Kramer likes preferred stocks of investment-grade US utility companies, master limited partnerships (MLPs), and big US banks, particularly those whose interest rates are either rising now or are scheduled to do so in 2024. "I think that those may be great ways to earn high, single-digit yields now while you wait for their prices to rise. Right now, you can buy them for less than their face value and their issuers can choose to buy them back from you for face value. If they don't choose to do that, the interest rates that they pay may increase and you could earn a higher return that way. If you're looking for income, you'd probably rather collect an 8% or 9% current yield on these fixed-to-floating preferreds than a 3% dividend yield from the stocks of these same companies."

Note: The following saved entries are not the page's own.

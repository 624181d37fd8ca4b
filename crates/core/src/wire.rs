//! Messages exchanged over the live WebSocket feed (`/api/v1/ws`).

use serde::{Deserialize, Serialize};

use crate::spot::Spot;

/// Prefix shared by every versioned API route.
pub const API_PREFIX: &str = "/api/v1";

/// Spot collection, relative to [`API_PREFIX`].
pub const SPOTS_PATH: &str = "/spots";

/// Live feed WebSocket, relative to [`API_PREFIX`].
pub const FEED_PATH: &str = "/ws";

/// Message type tag for full-collection snapshots.
pub const MSG_TYPE_SNAPSHOT: &str = "snapshot";

/// Server-to-client feed message, tagged by `type`.
///
/// ```json
/// {"type": "snapshot", "spots": [{"id": "…", "name": "…", …}]}
/// ```
#[derive(Debug, Clone, PartialEq, Serialize, Deserialize)]
#[serde(tag = "type", rename_all = "snake_case")]
pub enum FeedMessage {
    Snapshot { spots: Vec<Spot> },
}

Opportunities in short-maturity, high-yield corporate bonds

Another group of income-producing assets likely to offer attractive returns in 2024 are bonds issued by companies whose credit ratings are just below investment grade.

Kramer says that the short-maturity, high-yield bonds issued by these companies can provide an attractive alternative to owning those companies' stocks, especially in a recession. In past recessions, bond prices have historically risen while stock prices have fallen. Right now, the coupons on many high-yield bonds are also higher than they have been in recent years. Those coupon payments, as well as their prices in the marketplace, contribute to the total return of these bonds.

Kramer says the default risk of companies rated just below investment grade has historically been low and he explains, "I feel like you're getting a bigger bang for your buck in high-yield bonds than in stocks of the same companies. If earnings decline, high-yield bond prices are likely to be less volatile than stock prices. High yield is also attractive because more than 50% of the market is currently rated just below investment grade and presents relatively little credit risk. That's unusual. So even if the economy gets worse, you could still earn close to 10% on high yield with typically much less volatility than stocks." In a diversified portfolio, those high yields could potentially offset declines in asset prices that often accompany economic slowdowns.

Keep in mind, though, that the bond universe is a far more vast and variegated place than the stock market and not all bonds perform equally well during recessions. Credit quality also varies widely among high-yield bonds, so careful research is important.

Opportunities in loans and MLPs

Kramer has also found opportunities in floating-rate loans that banks make to companies and then sell to investors. Credit quality is an important consideration for investors in loans and Kramer is focusing on loans to what he believes are high-quality companies. "If you're getting a 9% current yield on a loan to a company such as Uber or Four Seasons Hotels or Bass Pro Shops, it matters less what's going to happen with the short-term market prices of these securities," says Kramer.

Securities issued by master limited partnerships (MLPs) that own and operate oil and natural gas pipelines are another place where one can currently find 8% to 9% yields. "In the past, master limited partnerships were shunned because everybody was down on energy pipelines and production, but we do need oil and gas," says Kramer. "These companies have been reducing their capital spending and acquisitions and their free cash flow yield is expanding as a result. This is a situation where the payout ratios have been dropping into the 50s, which is quite attractive for something that can have around a 9% dividend yield."